### Exercise details
A bare number is the only acceptable answer: how many lines of these entries include "developer"?

##### Exercise data

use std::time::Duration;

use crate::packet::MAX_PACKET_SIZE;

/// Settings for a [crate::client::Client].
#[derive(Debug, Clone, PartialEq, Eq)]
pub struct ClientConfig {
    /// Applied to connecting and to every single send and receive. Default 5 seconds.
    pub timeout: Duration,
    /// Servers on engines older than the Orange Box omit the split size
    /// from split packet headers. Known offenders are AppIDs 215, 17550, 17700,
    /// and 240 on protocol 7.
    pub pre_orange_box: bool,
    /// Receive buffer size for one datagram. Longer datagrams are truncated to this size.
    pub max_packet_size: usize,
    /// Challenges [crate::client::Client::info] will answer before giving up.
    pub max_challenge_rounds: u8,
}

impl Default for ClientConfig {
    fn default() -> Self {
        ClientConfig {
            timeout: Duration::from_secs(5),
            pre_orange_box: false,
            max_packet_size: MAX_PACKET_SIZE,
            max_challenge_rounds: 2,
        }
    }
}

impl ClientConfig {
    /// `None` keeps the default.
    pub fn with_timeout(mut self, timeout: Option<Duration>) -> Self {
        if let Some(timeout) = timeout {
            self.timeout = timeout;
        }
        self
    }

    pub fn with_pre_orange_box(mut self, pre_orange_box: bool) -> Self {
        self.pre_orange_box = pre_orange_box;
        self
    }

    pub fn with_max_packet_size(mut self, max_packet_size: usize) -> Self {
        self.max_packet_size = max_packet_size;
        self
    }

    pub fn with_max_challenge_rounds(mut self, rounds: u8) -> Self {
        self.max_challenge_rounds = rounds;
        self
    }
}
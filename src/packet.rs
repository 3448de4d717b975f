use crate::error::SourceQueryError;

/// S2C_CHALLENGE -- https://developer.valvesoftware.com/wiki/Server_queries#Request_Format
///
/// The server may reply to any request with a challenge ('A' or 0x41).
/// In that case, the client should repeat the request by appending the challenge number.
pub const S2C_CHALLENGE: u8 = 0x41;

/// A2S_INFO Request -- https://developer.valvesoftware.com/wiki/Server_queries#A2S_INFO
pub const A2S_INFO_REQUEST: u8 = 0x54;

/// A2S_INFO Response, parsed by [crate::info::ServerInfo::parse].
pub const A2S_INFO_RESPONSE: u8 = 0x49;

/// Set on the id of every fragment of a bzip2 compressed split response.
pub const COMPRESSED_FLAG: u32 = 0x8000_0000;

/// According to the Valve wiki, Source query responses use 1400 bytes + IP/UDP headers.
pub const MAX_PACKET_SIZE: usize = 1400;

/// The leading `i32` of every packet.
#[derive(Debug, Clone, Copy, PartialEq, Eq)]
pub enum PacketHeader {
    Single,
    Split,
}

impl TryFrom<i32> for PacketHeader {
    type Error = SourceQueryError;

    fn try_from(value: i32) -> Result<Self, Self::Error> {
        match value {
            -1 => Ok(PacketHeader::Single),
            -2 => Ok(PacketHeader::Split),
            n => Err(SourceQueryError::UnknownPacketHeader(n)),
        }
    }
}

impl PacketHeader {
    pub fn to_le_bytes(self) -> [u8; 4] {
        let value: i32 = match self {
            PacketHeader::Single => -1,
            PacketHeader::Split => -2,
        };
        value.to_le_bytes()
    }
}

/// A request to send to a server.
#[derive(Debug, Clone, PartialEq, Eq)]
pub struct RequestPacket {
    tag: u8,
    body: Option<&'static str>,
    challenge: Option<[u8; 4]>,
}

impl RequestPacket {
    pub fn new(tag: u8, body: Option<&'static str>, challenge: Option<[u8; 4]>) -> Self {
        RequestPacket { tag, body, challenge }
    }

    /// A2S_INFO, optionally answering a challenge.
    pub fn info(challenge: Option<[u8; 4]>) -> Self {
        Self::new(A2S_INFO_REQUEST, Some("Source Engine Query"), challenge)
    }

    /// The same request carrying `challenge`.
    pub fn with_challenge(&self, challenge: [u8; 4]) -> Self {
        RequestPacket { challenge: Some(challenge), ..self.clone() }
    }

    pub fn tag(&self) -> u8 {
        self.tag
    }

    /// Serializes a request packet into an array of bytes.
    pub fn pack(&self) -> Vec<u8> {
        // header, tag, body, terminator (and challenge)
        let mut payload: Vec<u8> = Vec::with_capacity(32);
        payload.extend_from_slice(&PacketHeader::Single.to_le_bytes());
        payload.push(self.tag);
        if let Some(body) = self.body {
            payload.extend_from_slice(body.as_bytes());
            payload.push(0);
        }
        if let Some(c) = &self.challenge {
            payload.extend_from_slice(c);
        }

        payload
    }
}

##########

### Task solution
2